- Action item -
Return each entry unchanged.

─── Data in this exercise ───

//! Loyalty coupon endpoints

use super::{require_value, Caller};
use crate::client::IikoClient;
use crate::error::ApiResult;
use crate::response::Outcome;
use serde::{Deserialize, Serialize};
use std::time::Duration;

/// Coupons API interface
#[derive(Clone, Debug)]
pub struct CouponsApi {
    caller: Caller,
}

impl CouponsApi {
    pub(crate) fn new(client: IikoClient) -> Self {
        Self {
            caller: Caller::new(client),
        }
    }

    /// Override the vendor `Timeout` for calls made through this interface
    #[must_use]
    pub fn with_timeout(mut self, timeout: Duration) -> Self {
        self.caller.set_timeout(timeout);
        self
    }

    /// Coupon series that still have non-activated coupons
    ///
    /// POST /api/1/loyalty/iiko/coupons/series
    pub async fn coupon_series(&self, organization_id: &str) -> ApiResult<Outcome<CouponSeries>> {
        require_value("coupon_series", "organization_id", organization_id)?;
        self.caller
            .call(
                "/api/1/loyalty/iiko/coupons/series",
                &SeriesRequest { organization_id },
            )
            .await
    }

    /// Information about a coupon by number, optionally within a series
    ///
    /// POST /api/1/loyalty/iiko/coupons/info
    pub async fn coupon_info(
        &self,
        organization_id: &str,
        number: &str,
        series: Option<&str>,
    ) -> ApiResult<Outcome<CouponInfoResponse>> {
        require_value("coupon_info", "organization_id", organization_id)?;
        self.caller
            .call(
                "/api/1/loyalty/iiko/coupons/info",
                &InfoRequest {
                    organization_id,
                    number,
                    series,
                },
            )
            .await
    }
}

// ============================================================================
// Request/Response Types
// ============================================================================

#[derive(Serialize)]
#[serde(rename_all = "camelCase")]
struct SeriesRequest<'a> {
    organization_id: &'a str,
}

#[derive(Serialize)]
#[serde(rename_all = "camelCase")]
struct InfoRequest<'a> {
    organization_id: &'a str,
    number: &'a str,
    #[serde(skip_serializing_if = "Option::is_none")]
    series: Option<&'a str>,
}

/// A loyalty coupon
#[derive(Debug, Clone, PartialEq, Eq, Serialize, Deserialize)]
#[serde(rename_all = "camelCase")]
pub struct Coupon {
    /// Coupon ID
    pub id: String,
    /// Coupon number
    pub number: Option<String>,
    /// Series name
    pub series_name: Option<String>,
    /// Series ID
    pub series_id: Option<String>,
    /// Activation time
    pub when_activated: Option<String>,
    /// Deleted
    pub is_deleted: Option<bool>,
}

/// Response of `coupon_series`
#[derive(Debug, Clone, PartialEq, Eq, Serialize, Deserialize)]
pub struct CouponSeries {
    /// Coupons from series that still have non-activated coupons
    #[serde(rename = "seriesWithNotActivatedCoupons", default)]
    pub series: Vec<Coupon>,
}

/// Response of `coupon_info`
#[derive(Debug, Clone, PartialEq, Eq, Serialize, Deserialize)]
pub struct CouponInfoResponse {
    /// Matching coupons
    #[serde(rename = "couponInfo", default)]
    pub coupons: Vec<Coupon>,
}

───

- Result -
//! Loyalty coupon endpoints

use super::{require_value, Caller};
use crate::client::IikoClient;
use crate::error::ApiResult;
use crate::response::Outcome;
use serde::{Deserialize, Serialize};
use std::time::Duration;

/// Coupons API interface
#[derive(Clone, Debug)]
pub struct CouponsApi {
    caller: Caller,
}

impl CouponsApi {
    pub(crate) fn new(client: IikoClient) -> Self {
        Self {
            caller: Caller::new(client),
        }
    }

    /// Override the vendor `Timeout` for calls made through this interface
    #[must_use]
    pub fn with_timeout(mut self, timeout: Duration) -> Self {
        self.caller.set_timeout(timeout);
        self
    }

    /// Coupon series that still have non-activated coupons
    ///
    /// POST /api/1/loyalty/iiko/coupons/series
    pub async fn coupon_series(&self, organization_id: &str) -> ApiResult<Outcome<CouponSeries>> {
        require_value("coupon_series", "organization_id", organization_id)?;
        self.caller
            .call(
                "/api/1/loyalty/iiko/coupons/series",
                &SeriesRequest { organization_id },
            )
            .await
    }

    /// Information about a coupon by number, optionally within a series
    ///
    /// POST /api/1/loyalty/iiko/coupons/info
    pub async fn coupon_info(
        &self,
        organization_id: &str,
        number: &str,
        series: Option<&str>,
    ) -> ApiResult<Outcome<CouponInfoResponse>> {
        require_value("coupon_info", "organization_id", organization_id)?;
        self.caller
            .call(
                "/api/1/loyalty/iiko/coupons/info",
                &InfoRequest {
                    organization_id,
                    number,
                    series,
                },
            )
            .await
    }
}

// ============================================================================
// Request/Response Types
// ============================================================================

#[derive(Serialize)]
#[serde(rename_all = "camelCase")]
struct SeriesRequest<'a> {
    organization_id: &'a str,
}

#[derive(Serialize)]
#[serde(rename_all = "camelCase")]
struct InfoRequest<'a> {
    organization_id: &'a str,
    number: &'a str,
    #[serde(skip_serializing_if = "Option::is_none")]
    series: Option<&'a str>,
}

/// A loyalty coupon
#[derive(Debug, Clone, PartialEq, Eq, Serialize, Deserialize)]
#[serde(rename_all = "camelCase")]
pub struct Coupon {
    /// Coupon ID
    pub id: String,
    /// Coupon number
    pub number: Option<String>,
    /// Series name
    pub series_name: Option<String>,
    /// Series ID
    pub series_id: Option<String>,
    /// Activation time
    pub when_activated: Option<String>,
    /// Deleted
    pub is_deleted: Option<bool>,
}

/// Response of `coupon_series`
#[derive(Debug, Clone, PartialEq, Eq, Serialize, Deserialize)]
pub struct CouponSeries {
    /// Coupons from series that still have non-activated coupons
    #[serde(rename = "seriesWithNotActivatedCoupons", default)]
    pub series: Vec<Coupon>,
}

/// Response of `coupon_info`
#[derive(Debug, Clone, PartialEq, Eq, Serialize, Deserialize)]
pub struct CouponInfoResponse {
    /// Matching coupons
    #[serde(rename = "couponInfo", default)]
    pub coupons: Vec<Coupon>,
}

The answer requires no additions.